Several academics have already undertaken research on the concept and assessment of flexibility of the high renewable penetration power system. The International Energy Agency (IEA) defines flexibility as “the ability of a power system to reliably and cost-effectively manage the variability and uncertainty of demand and supply across all relevant timescales” [2]. The authors in reference [3] proposed a framework based on machine learning to assess the flexibility of power systems. The authors in reference [4] evaluated the flexibility of the system by means of flexibility supply/demand probability convolution. In reference [5], a flexibility metric is introduced into a unit commitment model to quantitatively assess network flexibility. The abovementioned studies have provided useful explorations of flexibility assessment in power systems; however, there is a lack of the application of flexibility assessment in flexible capacity allocation, where flexible capacity refers to the capacity of multiple flexibility resources in the system.

Recently, research has been conducted on the allocation of flexible resources for the high renewable penetration power system. Transformation measures of the thermal power plant on improving the flexible regulation capability of the system were explored in references [6, 7]; the abovementioned studies only consider the impact of flexibility of a single resource. The authors in reference [8] implemented a single-level model for generation and transmission expansion planning, primarily focused on minimizing the cost of the system. However, this approach is characterized by its simplicity and limited versatility. In reference [9], a single-level allocation model was developed for flexible resources on the source-load side, taking into account the demand in peaking scenarios. However, this model does not include the operational state of resources and allocates them based on a single scenario, potentially resulting in cost-ineffective allocation results. Therefore, the bilevel optimization model considering both planning and operation is a necessity.

Few papers carried out research on the bilevel allocation model for flexible resources. The authors in reference [10] proposed an optimal allocation model of community-integrated energy systems, but it did not quantify the demand and supply of the flexibility. In [11, 12], a multitimescale energy storage system (ESS) planning model based on bilevel decision-making is proposed, and it did not take into account the advantages of joint optimization of various flexibility resource types and only accomplished allocation within a single scenario, thereby restricting the versatility of the model. Furthermore, few research has been uncovered that achieves multiobjective optimization of economics and flexibility. In recent years, there have been significant advances in the study of algorithms used to solve multiobjective optimization problems; the authors in reference [13] provided the decomposition-based multiobjective optimization evolutionary algorithms (MOEA/D). The NSGA-II in reference [14] presented three major improvements to the NSGA algorithm, including nondominated sorting, crowding distance, and elite preserving strategy, to enhance the computational efficiency of the algorithm.
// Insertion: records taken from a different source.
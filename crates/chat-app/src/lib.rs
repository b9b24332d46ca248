//! Multimodal streaming chat: the exchange aggregator, the submit-gated
//! session, and provider settings.

pub mod exchange;
pub mod session;
pub mod settings;

pub use exchange::{ERROR_FRAGMENT_TEXT, INPUT_IMAGE_MEDIA_TYPE};
pub use session::{ChatSession, ExchangeHandle, SubmitError};
pub use settings::{ProviderSettings, SettingsError, SettingsStore};
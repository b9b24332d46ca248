/// One partial response delivered by the model stream.
///
/// Both sides are optional: a fragment with empty text and no image is legal
/// and carries no content, though it still participates in first-fragment
/// latency timing.
#[derive(Debug, Clone, PartialEq, Eq, Default)]
pub struct ResponseFragment {
    /// Text delta to append to the in-flight record.
    pub text: String,
    /// Base64 image payload generated by the model, if any.
    pub image: Option<String>,
}

impl ResponseFragment {
    /// Creates a text-only fragment.
    pub fn text(text: impl Into<String>) -> Self {
        Self {
            text: text.into(),
            image: None,
        }
    }

    /// Creates an image-only fragment.
    pub fn image(data: impl Into<String>) -> Self {
        Self {
            text: String::new(),
            image: Some(data.into()),
        }
    }

    /// Returns true when the fragment carries a text delta or an image.
    pub fn has_content(&self) -> bool {
        !self.text.is_empty() || self.image.is_some()
    }
}

/// Provider-agnostic stream event mapped into chat domain language.
///
/// Exactly one exchange is ever in flight and its aggregator exclusively
/// owns the receiving end, so events carry no routing key.
#[derive(Debug, Clone, PartialEq, Eq)]
pub enum StreamEvent {
    /// A partial response to fold into the in-flight record.
    Fragment(ResponseFragment),
    /// The stream finished normally.
    Done,
    /// The stream failed terminally; the payload names the cause.
    Error(String),
}
#[cfg(test)]
mod tests {
    use super::*;
    use std::sync::Mutex;

    use tokio::sync::oneshot;

    use mosaic_core::{ResponseFragment, Role, StreamEvent};
    use mosaic_llm::{
        Part, ProviderError, ProviderResult, ProviderStreamHandle, ProviderWorker, Turn,
        make_event_stream,
    };

    use crate::exchange::ERROR_FRAGMENT_TEXT;

    /// One scripted provider call.
    struct Script {
        fail_to_start: bool,
        before_gate: Vec<StreamEvent>,
        gate: Option<oneshot::Receiver<()>>,
        after_gate: Vec<StreamEvent>,
    }

    fn scripted(events: Vec<StreamEvent>) -> Script {
        Script {
            fail_to_start: false,
            before_gate: events,
            gate: None,
            after_gate: Vec::new(),
        }
    }

    fn failing() -> Script {
        Script {
            fail_to_start: true,
            before_gate: Vec::new(),
            gate: None,
            after_gate: Vec::new(),
        }
    }

    /// Replays scripts call by call and records every request it was given.
    struct ScriptedProvider {
        calls: Mutex<Vec<GenerateRequest>>,
        scripts: Mutex<Vec<Script>>,
    }

    impl ScriptedProvider {
        fn new(scripts: Vec<Script>) -> Arc<Self> {
            Arc::new(Self {
                calls: Mutex::new(Vec::new()),
                scripts: Mutex::new(scripts),
            })
        }

        fn calls(&self) -> Vec<GenerateRequest> {
            self.calls.lock().expect("calls lock").clone()
        }
    }

    impl LlmProvider for ScriptedProvider {
        fn id(&self) -> &str {
            "scripted"
        }

        fn name(&self) -> &str {
            "Scripted"
        }

        fn default_model(&self) -> &str {
            "scripted-model"
        }

        fn stream_generate(
            &self,
            request: GenerateRequest,
        ) -> ProviderResult<ProviderStreamHandle> {
            self.calls.lock().expect("calls lock").push(request);

            let mut scripts = self.scripts.lock().expect("scripts lock");
            assert!(!scripts.is_empty(), "unscripted provider call");
            let script = scripts.remove(0);
            drop(scripts);

            if script.fail_to_start {
                return Err(ProviderError::MissingApiKey {
                    stage: "scripted",
                    provider_id: "scripted".to_string(),
                });
            }

            let (event_tx, stream, _cancel_rx) = make_event_stream();
            let worker: ProviderWorker = Box::pin(async move {
                for event in script.before_gate {
                    let _ = event_tx.send(event);
                }
                if let Some(gate) = script.gate {
                    let _ = gate.await;
                }
                for event in script.after_gate {
                    let _ = event_tx.send(event);
                }
            });

            Ok(ProviderStreamHandle { stream, worker })
        }
    }

    fn session_with(scripts: Vec<Script>) -> (Arc<ScriptedProvider>, ChatSession) {
        let provider = ScriptedProvider::new(scripts);
        let session = ChatSession::new(provider.clone(), "scripted-model");
        (provider, session)
    }

    fn model_record(session: &ChatSession, id: MessageId) -> ChatMessage {
        session
            .store()
            .messages()
            .iter()
            .find(|message| message.id == id)
            .cloned()
            .expect("model record present")
    }

    #[tokio::test]
    async fn first_submit_sends_a_single_text_turn() {
        let (provider, session) = session_with(vec![scripted(vec![StreamEvent::Done])]);

        session
            .submit("Hello", Vec::new())
            .expect("accepted")
            .wait()
            .await;

        let calls = provider.calls();
        assert_eq!(calls.len(), 1);
        assert_eq!(
            calls[0].turns,
            vec![Turn::new(Role::User, vec![Part::Text("Hello".to_string())])]
        );
    }

    #[tokio::test]
    async fn current_turn_carries_images_before_text() {
        let (provider, session) = session_with(vec![scripted(vec![StreamEvent::Done])]);

        let handle = session
            .submit("Describe this", vec!["aW1n".to_string()])
            .expect("accepted");
        let user_id = handle.user_message_id;
        handle.wait().await;

        let calls = provider.calls();
        assert_eq!(
            calls[0].turns[0].parts,
            vec![
                Part::InlineImage {
                    data: "aW1n".to_string(),
                    media_type: "image/jpeg".to_string(),
                },
                Part::Text("Describe this".to_string()),
            ]
        );

        // The input images also land on the finalized user record.
        let user = session
            .store()
            .messages()
            .iter()
            .find(|message| message.id == user_id)
            .cloned()
            .expect("user record present");
        assert_eq!(user.images, vec!["aW1n".to_string()]);
    }

    #[tokio::test]
    async fn text_deltas_fold_into_the_final_record() {
        let (_provider, session) = session_with(vec![scripted(vec![
            StreamEvent::Fragment(ResponseFragment::text("Hi")),
            StreamEvent::Fragment(ResponseFragment::text(" there")),
            StreamEvent::Done,
        ])]);

        let handle = session.submit("greet me", Vec::new()).expect("accepted");
        let model_id = handle.model_message_id;
        handle.wait().await;

        let record = model_record(&session, model_id);
        assert_eq!(record.text, "Hi there");
        assert!(!record.streaming);
        assert!(record.latency.is_some());
        assert!(!session.is_busy());
    }

    #[tokio::test]
    async fn generated_images_arrive_in_order() {
        let (_provider, session) = session_with(vec![scripted(vec![
            StreamEvent::Fragment(ResponseFragment::image("first")),
            StreamEvent::Fragment(ResponseFragment::image("second")),
            StreamEvent::Done,
        ])]);

        let handle = session.submit("draw", Vec::new()).expect("accepted");
        let model_id = handle.model_message_id;
        handle.wait().await;

        let record = model_record(&session, model_id);
        assert_eq!(
            record.images,
            vec!["first".to_string(), "second".to_string()]
        );
    }

    #[tokio::test]
    async fn mid_stream_failure_keeps_partial_text_and_appends_the_literal() {
        let (_provider, session) = session_with(vec![scripted(vec![
            StreamEvent::Fragment(ResponseFragment::text("Partial")),
            StreamEvent::Error("connection reset".to_string()),
        ])]);

        let handle = session.submit("go", Vec::new()).expect("accepted");
        let model_id = handle.model_message_id;
        handle.wait().await;

        let record = model_record(&session, model_id);
        assert_eq!(record.text, format!("Partial\n{ERROR_FRAGMENT_TEXT}"));
        assert!(!record.streaming);
        assert!(!session.is_busy());
    }

    #[tokio::test]
    async fn pre_stream_failure_surfaces_the_bare_literal() {
        let (_provider, session) = session_with(vec![failing()]);

        let handle = session.submit("go", Vec::new()).expect("accepted");
        let model_id = handle.model_message_id;
        handle.wait().await;

        let record = model_record(&session, model_id);
        assert_eq!(record.text, ERROR_FRAGMENT_TEXT);
        assert!(!record.streaming);
        assert!(record.latency.is_some());
        assert!(!session.is_busy());
    }

    #[tokio::test]
    async fn stale_empty_records_are_excluded_from_history() {
        // First exchange produces no fragments, leaving an empty model
        // record behind.
        let (provider, session) = session_with(vec![
            scripted(vec![StreamEvent::Done]),
            scripted(vec![StreamEvent::Done]),
        ]);

        session
            .submit("first", Vec::new())
            .expect("accepted")
            .wait()
            .await;
        session
            .submit("second", Vec::new())
            .expect("accepted")
            .wait()
            .await;

        let calls = provider.calls();
        let history_turns = &calls[1].turns;
        assert_eq!(history_turns.len(), 2);
        assert_eq!(history_turns[0].parts, vec![Part::Text("first".to_string())]);
        assert_eq!(
            history_turns[1].parts,
            vec![Part::Text("second".to_string())]
        );
    }

    #[tokio::test]
    async fn prior_images_are_never_replayed() {
        let (provider, session) = session_with(vec![
            scripted(vec![
                StreamEvent::Fragment(ResponseFragment::image("b3V0")),
                StreamEvent::Fragment(ResponseFragment::text("made an image")),
                StreamEvent::Done,
            ]),
            scripted(vec![StreamEvent::Done]),
        ]);

        session
            .submit("draw", vec!["aW5wdXQ=".to_string()])
            .expect("accepted")
            .wait()
            .await;
        session
            .submit("thanks", Vec::new())
            .expect("accepted")
            .wait()
            .await;

        let calls = provider.calls();
        let replay = &calls[1].turns;
        assert!(
            replay
                .iter()
                .flat_map(|turn| turn.parts.iter())
                .all(|part| matches!(part, Part::Text(_)))
        );
        assert_eq!(replay[0].parts, vec![Part::Text("draw".to_string())]);
        assert_eq!(
            replay[1].parts,
            vec![Part::Text("made an image".to_string())]
        );
    }

    #[tokio::test]
    async fn blank_submissions_are_rejected_before_any_append() {
        let (provider, session) = session_with(Vec::new());

        assert_eq!(
            session.submit("   ", Vec::new()).err(),
            Some(SubmitError::EmptyPrompt)
        );
        assert!(session.store().is_empty());
        assert!(!session.is_busy());
        assert!(provider.calls().is_empty());
    }

    #[tokio::test]
    async fn image_only_submissions_are_accepted() {
        let (provider, session) = session_with(vec![scripted(vec![StreamEvent::Done])]);

        session
            .submit("", vec!["aW1n".to_string()])
            .expect("accepted")
            .wait()
            .await;

        let calls = provider.calls();
        assert_eq!(
            calls[0].turns[0].parts,
            vec![Part::InlineImage {
                data: "aW1n".to_string(),
                media_type: "image/jpeg".to_string(),
            }]
        );
    }

    #[tokio::test]
    async fn busy_gate_serializes_exchanges() {
        let (gate_tx, gate_rx) = oneshot::channel();
        let (_provider, session) = session_with(vec![
            Script {
                fail_to_start: false,
                before_gate: vec![StreamEvent::Fragment(ResponseFragment::text("x"))],
                gate: Some(gate_rx),
                after_gate: vec![StreamEvent::Done],
            },
            scripted(vec![StreamEvent::Done]),
        ]);

        let mut updates = session.subscribe();
        let handle = session.submit("go", Vec::new()).expect("accepted");

        // Wait for the first fragment so the exchange is mid-flight.
        loop {
            updates.changed().await.expect("store alive");
            let snapshot = updates.borrow_and_update().clone();
            if snapshot.iter().any(|message| message.text == "x") {
                let streaming = snapshot
                    .iter()
                    .filter(|message| message.streaming)
                    .count();
                assert_eq!(streaming, 1);
                break;
            }
        }

        assert!(session.is_busy());
        assert_eq!(
            session.submit("again", Vec::new()).err(),
            Some(SubmitError::Busy)
        );

        gate_tx.send(()).expect("worker alive");
        handle.wait().await;

        assert!(!session.is_busy());
        session
            .submit("again", Vec::new())
            .expect("accepted after finalize")
            .wait()
            .await;
    }

    #[tokio::test]
    async fn records_are_appended_in_submission_order() {
        let (_provider, session) = session_with(vec![scripted(vec![StreamEvent::Done])]);

        let handle = session.submit("Hello", Vec::new()).expect("accepted");
        let (user_id, model_id) = (handle.user_message_id, handle.model_message_id);
        handle.wait().await;

        let snapshot = session.store().messages();
        assert_eq!(snapshot.len(), 2);
        assert_eq!(snapshot[0].id, user_id);
        assert_eq!(snapshot[0].role, Role::User);
        assert_eq!(snapshot[0].text, "Hello");
        assert_eq!(snapshot[1].id, model_id);
        assert_eq!(snapshot[1].role, Role::Model);
        assert!(user_id < model_id);
    }
}
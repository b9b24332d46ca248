//! The stream aggregator: drives one request/response exchange against the
//! provider and folds its fragment stream into the store's in-flight record.

use std::sync::Arc;
use std::sync::atomic::{AtomicBool, Ordering};
use std::time::{Duration, Instant};

use mosaic_core::{
    ChatMessage, ConversationStore, MessageId, MessagePatch, ResponseFragment, Role, StreamEvent,
};
use mosaic_llm::{GenerateRequest, LlmProvider, Part, ProviderStreamHandle, Turn};

/// Literal appended to the in-flight record when the provider fails.
///
/// Error text is in-band: to the store and every observer it is
/// indistinguishable from model output.
pub const ERROR_FRAGMENT_TEXT: &str =
    "[Error: Failed to generate response. Please check your connection or API key.]";

/// Media type attached to current-turn image payloads.
pub const INPUT_IMAGE_MEDIA_TYPE: &str = "image/jpeg";

/// Builds the outbound turn list for one exchange.
///
/// History covers every record prior to the current exchange's appends and
/// is replayed text-only: prior image attachments are intentionally omitted
/// to keep replays cheap. Records without content are skipped rather than
/// sent as empty turns, and so are records whose only content was images.
/// The current turn carries its images first, then the prompt text.
pub fn build_turns(history: &[ChatMessage], prompt: &str, images: &[String]) -> Vec<Turn> {
    let mut turns = Vec::with_capacity(history.len() + 1);

    for message in history {
        if !message.has_content() {
            continue;
        }
        if message.text.is_empty() {
            // Image-only records have nothing left to replay once their
            // images are dropped.
            continue;
        }
        turns.push(Turn::text(message.role, message.text.clone()));
    }

    let mut parts = Vec::with_capacity(images.len() + 1);
    for image in images {
        parts.push(Part::InlineImage {
            data: strip_data_uri_prefix(image).to_string(),
            media_type: INPUT_IMAGE_MEDIA_TYPE.to_string(),
        });
    }
    if !prompt.is_empty() {
        parts.push(Part::Text(prompt.to_string()));
    }
    turns.push(Turn::new(Role::User, parts));

    turns
}

/// Strips a `data:<type>;base64,` prefix so only the raw payload travels.
pub fn strip_data_uri_prefix(payload: &str) -> &str {
    if payload.starts_with("data:") {
        match payload.split_once(',') {
            Some((_, data)) => data,
            None => payload,
        }
    } else {
        payload
    }
}

/// Drives one exchange to completion.
///
/// Consumes the provider's event stream in arrival order, pushing each
/// folded snapshot to the store. Provider failures, before or after the
/// first fragment, surface as one synthesized in-band error fragment;
/// partial content is never rolled back. Finalization is handled by a drop
/// guard so the streaming flag clears on every exit path.
pub(crate) async fn run(
    store: Arc<ConversationStore>,
    provider: Arc<dyn LlmProvider>,
    request: GenerateRequest,
    model_message_id: MessageId,
    started_at: Instant,
    busy: Arc<AtomicBool>,
) {
    let _finalize = FinalizeGuard {
        store: store.clone(),
        model_message_id,
        busy,
    };

    let mut fold = FragmentFold::new(started_at);

    let handle = match provider.stream_generate(request) {
        Ok(handle) => handle,
        Err(error) => {
            tracing::error!(error = %error, "failed to start provider stream");
            fold.apply_error(&store, model_message_id);
            return;
        }
    };

    let ProviderStreamHandle { mut stream, worker } = handle;
    tokio::spawn(worker);

    loop {
        match stream.recv().await {
            Some(StreamEvent::Fragment(fragment)) => {
                fold.apply_fragment(&store, model_message_id, fragment);
            }
            Some(StreamEvent::Error(cause)) => {
                tracing::warn!(%cause, "provider stream failed, surfacing in-band error text");
                fold.apply_error(&store, model_message_id);
                break;
            }
            Some(StreamEvent::Done) | None => break,
        }
    }
}

/// Accumulator state folded over one exchange's fragments.
struct FragmentFold {
    started_at: Instant,
    text: String,
    images: Vec<String>,
    latency: Option<Duration>,
}

impl FragmentFold {
    fn new(started_at: Instant) -> Self {
        Self {
            started_at,
            text: String::new(),
            images: Vec::new(),
            latency: None,
        }
    }

    /// Folds one fragment and pushes the updated snapshot to the store.
    fn apply_fragment(&mut self, store: &ConversationStore, id: MessageId, fragment: ResponseFragment) {
        // Latency is measured on the first fragment received at all,
        // content-bearing or not, and recorded exactly once.
        let latency_patch = if self.latency.is_none() {
            let latency = self.started_at.elapsed();
            self.latency = Some(latency);
            Some(latency)
        } else {
            None
        };

        if !fragment.text.is_empty() {
            self.text.push_str(&fragment.text);
        }
        if let Some(image) = fragment.image {
            self.images.push(image);
        }

        let mut patch = MessagePatch::new()
            .with_text(self.text.clone())
            .with_images(self.images.clone());
        if let Some(latency) = latency_patch {
            patch = patch.with_latency(latency);
        }
        store.update(id, patch);
    }

    /// Synthesizes the terminal in-band error fragment.
    ///
    /// The fixed literal joins already-accumulated text on its own line; on a
    /// pre-content failure it becomes the whole message body.
    fn apply_error(&mut self, store: &ConversationStore, id: MessageId) {
        let text = if self.text.is_empty() {
            ERROR_FRAGMENT_TEXT.to_string()
        } else {
            format!("\n{ERROR_FRAGMENT_TEXT}")
        };
        self.apply_fragment(store, id, ResponseFragment::text(text));
    }
}

/// Clears the in-flight flags when the exchange ends, however it ends.
///
/// Clearing must survive every exit path, including unwinding, so the store
/// never keeps a permanently streaming record after a failure.
struct FinalizeGuard {
    store: Arc<ConversationStore>,
    model_message_id: MessageId,
    busy: Arc<AtomicBool>,
}

impl Drop for FinalizeGuard {
    fn drop(&mut self) {
        self.store.update(
            self.model_message_id,
            MessagePatch::new().with_streaming(false),
        );
        self.busy.store(false, Ordering::Release);
    }
}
The previous sections discussed a literature review of the resource allocation method, including allocation scenarios, models, and solution algorithms. It is found important to consider both planning and operations to achieve flexible capacity allocation in typical scenarios. Accordingly, the main contributions of this paper are summarized as follows:(1)An operation-planning joint optimization model for flexible resources that considers both investment decisions and optimal operation is established, significantly increasing the overall economics and flexibility of the system and avoiding redundancy in resource allocation.(2)A morphological clustering algorithm based on the multiscale and entropy weight method is proposed for obtaining typical days which consider the morphological characteristic of the curves. This algorithm aims to identify typical days that can serve as typical scenarios for flexibility resource allocation.(3)The Pareto principle is utilized to combine the economics and flexibility into the objective function and effectively solve the problem without setting the weight coefficients of economics and flexibility.

The remainder of this paper is organized as follows. In Section 2, a morphological clustering algorithm based on the multiscale and entropy weight method is proposed for the selection of typical scenarios of flexibility demand. A bi-level operation-planning joint optimization model for flexible resources is established in Section 3 and realizes the flexible capacity allocation by recursive iteration between the upper and lower levels. Section 4 validates the abovementioned model with the actual data. Section 5 summarizes the conclusions.

2. Typical Scenarios of the Flexibility Demand Based on the Morphological Clustering Algorithm

The curves of the net load of the high renewable penetration power system are multitemporal and fluctuating. The morphological similarity between curves can be depicted through the difference-measure matrix and the entropy weight approach. Therefore, the morphological clustering algorithm is used to cluster the net load curves.

The principle and function of the morphological clustering algorithm are to cluster the net load curves into several typical scenarios for flexibility resource allocation according to the characteristic of morphologic. The algorithm in this paper consists of four modules based on morphological distances, namely, data preprocessing, feature matrix calculation, difference metric matrix calculation, and the K-means approach [15, 16] to identify the center of clustering.

2.1. Data Preprocessing

Curve smoothing and the deletion of spurious data are both included in the data preprocessing. Taking the net load data of a province for n days as a sample, the values with large deviations are modified.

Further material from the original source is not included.